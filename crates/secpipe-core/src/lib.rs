//! secpipe Core Library
//!
//! Domain types, configuration, report parsing and threshold gating shared by
//! the secpipe pipeline runner and CLI. Nothing in this crate spawns processes.

pub mod config;
pub mod domain;
pub mod error;
pub mod gate;
pub mod obs;
pub mod severity;
pub mod telemetry;

pub use config::{
    DockerHubConfig, EcrConfig, EmailConfig, NotifyConfig, PipelineConfig, RetryConfig,
    SlackConfig, ToolsConfig, DEFAULT_CONFIG_FILE,
};
pub use domain::{
    compute_plan_digest, ImageRef, RunContext, RunReport, RunStatus, ScanVariant, StageOutcome,
    StageResult, REPORTS_DIR, SUMMARY_FILE,
};
pub use error::{PipelineError, Result};
pub use gate::{
    evaluate_gate, GateDecision, GateThresholds, GateVerdict, GateViolation, SeverityLimits,
};
pub use severity::{count_findings, parse_report, ReportFormat, SeverityCounts};
pub use telemetry::init_tracing;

- **Description of the task**:
Reproduce the listing in full, exactly, so that no line is missing.

- **Result below**:
filename crates/secpipe-core/src/lib.rs
//! secpipe Core Library
//!
//! Domain types, configuration, report parsing and threshold gating shared by
//! the secpipe pipeline runner and CLI. Nothing in this crate spawns processes.

pub mod config;
pub mod domain;
pub mod error;
pub mod gate;
pub mod obs;
pub mod severity;
pub mod telemetry;

pub use config::{
    DockerHubConfig, EcrConfig, EmailConfig, NotifyConfig, PipelineConfig, RetryConfig,
    SlackConfig, ToolsConfig, DEFAULT_CONFIG_FILE,
};
pub use domain::{
    compute_plan_digest, ImageRef, RunContext, RunReport, RunStatus, ScanVariant, StageOutcome,
    StageResult, REPORTS_DIR, SUMMARY_FILE,
};
pub use error::{PipelineError, Result};
pub use gate::{
    evaluate_gate, GateDecision, GateThresholds, GateVerdict, GateViolation, SeverityLimits,
};
pub use severity::{count_findings, parse_report, ReportFormat, SeverityCounts};
pub use telemetry::init_tracing;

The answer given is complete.